Karl Joseph Leiprecht (11 September 1903 – 29 October 1981) was the Bishop of Rottenburg.

Born in the town of Hauerz (now Bad Wurzach) in the Allgäu, Leiprecht studied philosophy and theology at the University of Tübingen from 1923 to 1927.  On 24 March 1928 he was ordained a priest by Bishop Johannes Baptista Sproll at Rottenburg Cathedral. Over the next five years, he served as a vicar at Holy Cross Minster in Schwäbisch Gmünd and at St. George's Church in Stuttgart.

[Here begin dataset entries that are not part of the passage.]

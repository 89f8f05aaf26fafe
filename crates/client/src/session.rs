//! The current session, held in memory and optionally persisted to disk.
//!
//! Plays the role the browser's local storage played: the bearer token and
//! user survive between runs until logout or account deletion.

use std::path::{Path, PathBuf};
use std::sync::{PoisonError, RwLock};

use bugboard_core::user::{Session, User};

#[derive(Debug, thiserror::Error)]
pub enum SessionError {
    #[error("session file {path}: {source}")]
    Io {
        path: PathBuf,
        #[source]
        source: std::io::Error,
    },

    #[error("session file {path} is not valid JSON: {source}")]
    Corrupt {
        path: PathBuf,
        #[source]
        source: serde_json::Error,
    },
}

/// Holder of the current [`Session`], shared by the API client and views.
#[derive(Debug, Default)]
pub struct SessionStore {
    current: RwLock<Option<Session>>,
    path: Option<PathBuf>,
}

impl SessionStore {
    /// An in-memory store that never touches disk.
    pub fn in_memory() -> Self {
        Self::default()
    }

    /// A store backed by `path`, loading any session saved there.
    ///
    /// A missing file means "logged out". A corrupt file is an error so the
    /// caller can decide whether to discard it.
    pub fn load(path: impl Into<PathBuf>) -> Result<Self, SessionError> {
        let path = path.into();
        let current = match std::fs::read_to_string(&path) {
            Ok(raw) => Some(serde_json::from_str::<Session>(&raw).map_err(|source| {
                SessionError::Corrupt {
                    path: path.clone(),
                    source,
                }
            })?),
            Err(e) if e.kind() == std::io::ErrorKind::NotFound => None,
            Err(source) => return Err(SessionError::Io { path, source }),
        };
        if let Some(session) = &current {
            tracing::debug!(user_id = %session.user.id, path = %path.display(), "Restored session");
        }
        Ok(Self {
            current: RwLock::new(current),
            path: Some(path),
        })
    }

    pub fn path(&self) -> Option<&Path> {
        self.path.as_deref()
    }

    pub fn current(&self) -> Option<Session> {
        self.current
            .read()
            .unwrap_or_else(PoisonError::into_inner)
            .clone()
    }

    pub fn user(&self) -> Option<User> {
        self.current().map(|s| s.user)
    }

    pub fn token(&self) -> Option<String> {
        self.current()
            .map(|s| s.token)
            .filter(|t| !t.is_empty())
    }

    pub fn is_logged_in(&self) -> bool {
        self.current
            .read()
            .unwrap_or_else(PoisonError::into_inner)
            .is_some()
    }

    /// Replace the current session and persist it.
    pub fn set(&self, session: Session) -> Result<(), SessionError> {
        if let Some(path) = &self.path {
            let raw = serde_json::to_string_pretty(&session).map_err(|source| {
                SessionError::Corrupt {
                    path: path.clone(),
                    source,
                }
            })?;
            std::fs::write(path, raw).map_err(|source| SessionError::Io {
                path: path.clone(),
                source,
            })?;
        }
        *self.current.write().unwrap_or_else(PoisonError::into_inner) = Some(session);
        Ok(())
    }

    /// Update the stored user (e.g. after a profile refetch), keeping the token.
    pub fn refresh_user(&self, user: User) -> Result<(), SessionError> {
        match self.current() {
            Some(session) if session.user.id == user.id => self.set(Session { user, ..session }),
            _ => Ok(()),
        }
    }

    /// Drop the session from memory and disk.
    pub fn clear(&self) -> Result<(), SessionError> {
        *self.current.write().unwrap_or_else(PoisonError::into_inner) = None;
        if let Some(path) = &self.path {
            match std::fs::remove_file(path) {
                Ok(()) => {}
                Err(e) if e.kind() == std::io::ErrorKind::NotFound => {}
                Err(source) => {
                    return Err(SessionError::Io {
                        path: path.clone(),
                        source,
                    })
                }
            }
        }
        Ok(())
    }
}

Leiprecht served as the city priest of Rottweil from 1942 to 1947 before becoming vicar capitular at Rottenburg Cathedral.
On 7 October 1948 he was named Titular Bishop of Scyrus and Auxiliary Bishop of Rottenburg; he was consecrated bishop on November 30 by Archbishop Wendelin Rauch at Rottenburg Cathedral.  The next year, Leiprecht was elected the Bishop of Rottenburg on 21 June, Pius XII officially named him to the post on 4 July and he was enthroned on 8 September. He resigned from the office of bishop on 4 June 1974 and died in 1981 in Ravensburg.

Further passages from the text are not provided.